The wax of the peanut-shaped chamber where the queen develops has distinct physical and chemical properties that help steer its development, researchers report June 3 in Nature. By analyzing the chamber’s composition and the larvae it harbors, the team challenges the long-held notion that royal jelly alone — the queen-making food fed to select larvae — makes a queen.

“The discovery is very cool and thought-provoking,” says Thomas Seeley, a biologist at Cornell University who was not involved in the work. “To me, queen cells have long seemed important because odors from a developing queen may permeate the wax walls, marking them as very special spots that workers recognize and don’t accidentally damage.”

But for entomologist Boris Baer, the cells posed a question born of years observing his own colonies. “Bees spend so much time and energy constructing these cells that it made little evolutionary sense if they were merely larger food containers,” says Baer, of the University of California, Riverside. “Could the cell itself contribute to queen development?”

Baer and colleagues studied western honeybees (Apis mellifera) and eastern honeybees (Apis cerana), comparing queen- and worker-cell wax, the workers that build the cells and how larvae fare in each wax environment.

The first clues came from the wax.
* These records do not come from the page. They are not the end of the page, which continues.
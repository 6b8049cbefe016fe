//! Nonce generation for Bittrex API authentication.
//!
//! Bittrex expects the current Unix time in seconds as the `nonce` query
//! parameter. The same value doubles as the cache-busting `_` parameter.

use std::time::{SystemTime, UNIX_EPOCH};

/// Trait for providing nonces for signed requests.
pub trait NonceProvider: Send + Sync {
    /// Generate the nonce for the next request.
    fn next_nonce(&self) -> u64;
}

/// Nonce provider returning the current Unix time in seconds.
#[derive(Debug, Clone, Copy, Default)]
pub struct UnixTimeNonce;

impl UnixTimeNonce {
    /// Create a new time-based nonce provider.
    pub fn new() -> Self {
        Self
    }
}

impl NonceProvider for UnixTimeNonce {
    fn next_nonce(&self) -> u64 {
        SystemTime::now()
            .duration_since(UNIX_EPOCH)
            .unwrap_or_default()
            .as_secs()
    }
}

/// Nonce provider that always returns the same value.
///
/// Useful to make signatures reproducible.
#[derive(Debug, Clone, Copy)]
pub struct FixedNonce(pub u64);

impl NonceProvider for FixedNonce {
    fn next_nonce(&self) -> u64 {
        self.0
    }
}

#[cfg(test)]
mod tests {
    use super::*;

    #[test]
    fn test_unix_nonce_is_seconds() {
        let before = SystemTime::now()
            .duration_since(UNIX_EPOCH)
            .unwrap()
            .as_secs();
        let nonce = UnixTimeNonce::new().next_nonce();
        let after = SystemTime::now()
            .duration_since(UNIX_EPOCH)
            .unwrap()
            .as_secs();

        assert!(nonce >= before && nonce <= after);
    }

    #[test]
    fn test_unix_nonce_non_decreasing() {
        let provider = UnixTimeNonce::new();
        let mut last = 0u64;
        for _ in 0..100 {
            let nonce = provider.next_nonce();
            assert!(nonce >= last);
            last = nonce;
        }
    }

    #[test]
    fn test_fixed_nonce() {
        let provider = FixedNonce(1513971138);
        assert_eq!(provider.next_nonce(), 1513971138);
        assert_eq!(provider.next_nonce(), 1513971138);
    }
}
//! Account REST API endpoints (authentication required).

mod types;

pub use types::*;

use rust_decimal::Decimal;

use crate::error::BittrexError;
use crate::rest::BittrexRestClient;
use crate::rest::endpoints::account;
use crate::rest::market::TransactionId;
use crate::rest::request::{QueryParams, params};

/// Query with a single optional filter.
fn optional_filter(key: &str, value: Option<&str>) -> QueryParams {
    let mut query = QueryParams::new();
    if let Some(value) = value {
        query.insert(key.to_string(), value.to_string());
    }
    query
}

impl BittrexRestClient {
    /// Get the balances of all currencies held by the account.
    ///
    /// # Example
    ///
    /// ```rust,no_run
    /// use bittrex_api_client::auth::StaticCredentials;
    /// use bittrex_api_client::rest::BittrexRestClient;
    /// use std::sync::Arc;
    ///
    /// #[tokio::main]
    /// async fn main() -> Result<(), Box<dyn std::error::Error>> {
    ///     let client = BittrexRestClient::builder()
    ///         .credentials(Arc::new(StaticCredentials::new("api_key", "api_secret")))
    ///         .build();
    ///
    ///     for balance in client.get_balances().await? {
    ///         println!("{}: {} available", balance.currency, balance.available);
    ///     }
    ///     Ok(())
    /// }
    /// ```
    pub async fn get_balances(&self) -> Result<Vec<Balance>, BittrexError> {
        self.private_call(account::GET_BALANCES, QueryParams::new())
            .await
    }

    /// Get the balance of one currency.
    pub async fn get_balance(&self, currency: &str) -> Result<Balance, BittrexError> {
        self.private_call(account::GET_BALANCE, params([("currency", currency.to_string())]))
            .await
    }

    /// Get (or request generation of) the deposit address of a currency.
    ///
    /// While the address is being generated the API rejects the call with
    /// `ADDRESS_GENERATING`; retry later.
    pub async fn get_deposit_address(&self, currency: &str) -> Result<DepositAddress, BittrexError> {
        self.private_call(
            account::GET_DEPOSIT_ADDRESS,
            params([("currency", currency.to_string())]),
        )
        .await
    }

    /// Withdraw funds to an external address.
    ///
    /// # Arguments
    ///
    /// * `currency` - Currency to withdraw (e.g., "BTC").
    /// * `quantity` - Amount to withdraw.
    /// * `address` - Destination address.
    /// * `payment_id` - Memo / payment id for currencies that need one.
    pub async fn withdraw(
        &self,
        currency: &str,
        quantity: Decimal,
        address: &str,
        payment_id: Option<&str>,
    ) -> Result<TransactionId, BittrexError> {
        let mut query = params([
            ("currency", currency.to_string()),
            ("quantity", quantity.to_string()),
            ("address", address.to_string()),
        ]);
        if let Some(payment_id) = payment_id {
            query.insert("paymentid".to_string(), payment_id.to_string());
        }

        self.private_call(account::WITHDRAW, query).await
    }

    /// Get one order of the account by its uuid.
    pub async fn get_order(&self, uuid: &str) -> Result<Order, BittrexError> {
        self.private_call(account::GET_ORDER, params([("uuid", uuid.to_string())]))
            .await
    }

    /// Get the account's order history, optionally restricted to one market.
    pub async fn get_order_history(
        &self,
        market_name: Option<&str>,
    ) -> Result<Vec<OrderHistoryEntry>, BittrexError> {
        self.private_call(
            account::GET_ORDER_HISTORY,
            optional_filter("market", market_name),
        )
        .await
    }

    /// Get the account's withdrawals, optionally restricted to one currency.
    pub async fn get_withdrawal_history(
        &self,
        currency: Option<&str>,
    ) -> Result<Vec<TransactionHistoryEntry>, BittrexError> {
        self.private_call(
            account::GET_WITHDRAWAL_HISTORY,
            optional_filter("currency", currency),
        )
        .await
    }

    /// Get the account's deposits, optionally restricted to one currency.
    pub async fn get_deposit_history(
        &self,
        currency: Option<&str>,
    ) -> Result<Vec<TransactionHistoryEntry>, BittrexError> {
        self.private_call(
            account::GET_DEPOSIT_HISTORY,
            optional_filter("currency", currency),
        )
        .await
    }
}

#[cfg(test)]
mod tests {
    use super::*;

    #[test]
    fn test_optional_filter() {
        assert!(optional_filter("market", None).is_empty());
        assert_eq!(optional_filter("market", Some("BTC-LTC"))["market"], "BTC-LTC");
    }
}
Analyses showed that queen-cell wax is softer, less dense and chemically distinct from worker-cell wax.

The next finding came as a surprise, Baer says. The “royal nurses” building “royal cribs” for their future queens “spend longer [than worker cell builders] constructing these cells, run hotter than other bees and show distinct patterns of gene [activity],” suggesting they are specially adapted to modify the wax they work with.

But the strongest evidence came when the team let queen-destined larvae develop on royal jelly for four days, then replaced the caps on their artificial queen cells with wax from either queen or worker cells. Up to about two-thirds of larvae under worker-cell wax died, compared with roughly a third under queen-cell wax. They also developed into smaller pupae, while queens reared under queen-cell wax more closely resembled those left undisturbed in their natural cells.

“Everything was supporting the same conclusion,” Baer says. Bees do more than feed the queen — they “actively engineer them.”

Exactly how that engineering works remains unclear. Kai Wang, an apiologist at the Chinese Academy of Agricultural Sciences in Beijing, says the distinct chemical scents he and the team found inside the cells are especially intriguing. “Are they influencing the developing queen’s senses, preparing her for mating and life after emergence?” he wonders. “Are some produced by the larva herself? And could the future queen be actively communicating with the workers constructing her chamber?”

The researchers plan to trace when during development the wax environment exerts its effects. But the implications extend beyond queen development, Baer says. “These superorganisms mobilize specialized workers that collectively shape the next generation,” he says. “The division of labor in bees might be much more complex than we have acknowledged so far.”